## [Provided data]
──────────────────────────────

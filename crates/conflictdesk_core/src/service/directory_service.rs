//! Directory administration: sites, areas, users and current clients.
//!
//! # Responsibility
//! - Bootstrap the first central administrator on an empty store.
//! - Let administrators maintain the directory inside their site scope.
//!
//! # Invariants
//! - Site admins never act outside their own site.
//! - Only central admins create sites or other central admins.
//! - A user profile and its role grant are written together.

use super::access_service::{resolve_actor, Actor};
use super::{ServiceError, ServiceResult, Session};
use crate::model::access::Capability;
use crate::model::client::CurrentClient;
use crate::model::site::{Area, Site};
use crate::model::user::{AppRole, RoleGrant, User};
use crate::model::{AreaId, SiteId};
use crate::repo::client_repo::ClientRepository;
use crate::repo::site_repo::SiteRepository;
use crate::repo::user_repo::UserRepository;
use crate::repo::UnitOfWork;
use log::info;

/// Input for registering a current client.
#[derive(Debug, Clone, PartialEq, Eq, Default)]
pub struct ClientRegistration {
    pub site_id: SiteId,
    pub area_id: Option<AreaId>,
    pub name: String,
    pub tax_id: String,
    pub service_kind: Option<String>,
    pub status: Option<String>,
}

pub struct DirectoryService<R> {
    repo: R,
}

impl<R> DirectoryService<R>
where
    R: UnitOfWork + UserRepository + SiteRepository + ClientRepository,
{
    pub fn new(repo: R) -> Self {
        Self { repo }
    }

    /// Creates the first central administrator.
    ///
    /// # Errors
    /// - `AlreadyInitialized` when any user exists.
    pub fn bootstrap_central_admin(&self, name: &str, email: &str) -> ServiceResult<User> {
        let user = self.repo.atomically(|repo| -> ServiceResult<User> {
            if repo.count_users()? > 0 {
                return Err(ServiceError::AlreadyInitialized);
            }
            let user = User::new(name, email, AppRole::CentralAdmin, None);
            repo.create_user(&user)?;
            repo.grant_role(&RoleGrant::new(user.id, AppRole::CentralAdmin))?;
            Ok(user)
        })?;
        info!(
            "event=directory_bootstrap module=service status=ok user_id={}",
            user.id
        );
        Ok(user)
    }

    pub fn create_site(&self, session: &Session, site: &Site) -> ServiceResult<Site> {
        let actor = resolve_actor(&self.repo, session)?;
        actor.require(Capability::ManageSites, "create sites")?;
        self.repo.create_site(site)?;
        info!(
            "event=site_create module=service status=ok site_id={} user_id={}",
            site.id, actor.user.id
        );
        Ok(site.clone())
    }

    /// Every site, by name. Any known user may read the list.
    pub fn list_sites(&self, session: &Session) -> ServiceResult<Vec<Site>> {
        resolve_actor(&self.repo, session)?;
        Ok(self.repo.list_sites()?)
    }

    pub fn create_area(&self, session: &Session, area: &Area) -> ServiceResult<Area> {
        let actor = resolve_actor(&self.repo, session)?;
        actor.require(Capability::ManageUsers, "create areas")?;
        actor.admin_site_scope(Some(area.site_id), "create areas outside own site")?;
        self.repo.create_area(area)?;
        info!(
            "event=area_create module=service status=ok area_id={} site_id={}",
            area.id, area.site_id
        );
        Ok(area.clone())
    }

    pub fn list_areas(&self, session: &Session, site_id: SiteId) -> ServiceResult<Vec<Area>> {
        resolve_actor(&self.repo, session)?;
        Ok(self.repo.list_areas(site_id)?)
    }

    /// Registers a user profile and its role grant.
    ///
    /// Site admins may only add site admins or standard users to their own site.
    pub fn register_user(
        &self,
        session: &Session,
        name: &str,
        email: &str,
        role: AppRole,
        site_id: Option<SiteId>,
    ) -> ServiceResult<User> {
        let user = self.repo.atomically(|repo| -> ServiceResult<User> {
            let actor = resolve_actor(repo, session)?;
            actor.require(Capability::ManageUsers, "register users")?;
            let site_id = scoped_user_site(&actor, role, site_id)?;
            if let Some(site_id) = site_id {
                ensure_site_exists(repo, site_id)?;
            }

            let user = User::new(name, email, role, site_id);
            repo.create_user(&user)?;
            repo.grant_role(&RoleGrant::new(user.id, role))?;
            Ok(user)
        })?;
        info!(
            "event=user_register module=service status=ok user_id={} role={}",
            user.id, user.role
        );
        Ok(user)
    }

    /// Users visible to the calling administrator.
    pub fn list_users(
        &self,
        session: &Session,
        site_id: Option<SiteId>,
    ) -> ServiceResult<Vec<User>> {
        let actor = resolve_actor(&self.repo, session)?;
        actor.require(Capability::ManageUsers, "list users")?;
        let scope = actor.admin_site_scope(site_id, "list users outside own site")?;
        Ok(self.repo.list_users(scope)?)
    }

    pub fn register_client(
        &self,
        session: &Session,
        registration: &ClientRegistration,
    ) -> ServiceResult<CurrentClient> {
        let actor = resolve_actor(&self.repo, session)?;
        actor.require(Capability::ManageUsers, "register clients")?;
        actor.admin_site_scope(
            Some(registration.site_id),
            "register clients outside own site",
        )?;
        ensure_site_exists(&self.repo, registration.site_id)?;

        let client = CurrentClient::new(
            registration.site_id,
            registration.name.as_str(),
            &registration.tax_id,
        )
        .with_area(registration.area_id)
        .with_service_kind(registration.service_kind.clone())
        .with_status(registration.status.clone());
        self.repo.create_client(&client)?;
        info!(
            "event=client_register module=service status=ok client_id={} site_id={}",
            client.id, client.site_id
        );
        Ok(client)
    }

    /// Current clients visible to the calling administrator.
    pub fn list_clients(
        &self,
        session: &Session,
        site_id: Option<SiteId>,
    ) -> ServiceResult<Vec<CurrentClient>> {
        let actor = resolve_actor(&self.repo, session)?;
        let scope = actor.admin_site_scope(site_id, "list clients")?;
        Ok(self.repo.list_clients(scope)?)
    }
}

/// Site a new user lands in, given who is creating them.
fn scoped_user_site(
    actor: &Actor,
    role: AppRole,
    requested: Option<SiteId>,
) -> ServiceResult<Option<SiteId>> {
    match actor.role {
        AppRole::CentralAdmin => Ok(requested),
        _ if role == AppRole::CentralAdmin => Err(ServiceError::Forbidden {
            action: "create central administrators",
            role: actor.role,
        }),
        _ => actor.admin_site_scope(requested, "register users outside own site"),
    }
}

fn ensure_site_exists<R: SiteRepository>(repo: &R, site_id: SiteId) -> ServiceResult<()> {
    if repo.get_site(site_id)?.is_none() {
        return Err(ServiceError::NotFound {
            entity: "site",
            id: site_id,
        });
    }
    Ok(())
}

──────────────────────────────

## [Requirement]
Please report all lines in the entries where "CurrentClient" appears.

## [Solution to this task]
use crate::model::client::CurrentClient;
    ) -> ServiceResult<CurrentClient> {
        let client = CurrentClient::new(
    ) -> ServiceResult<Vec<CurrentClient>> {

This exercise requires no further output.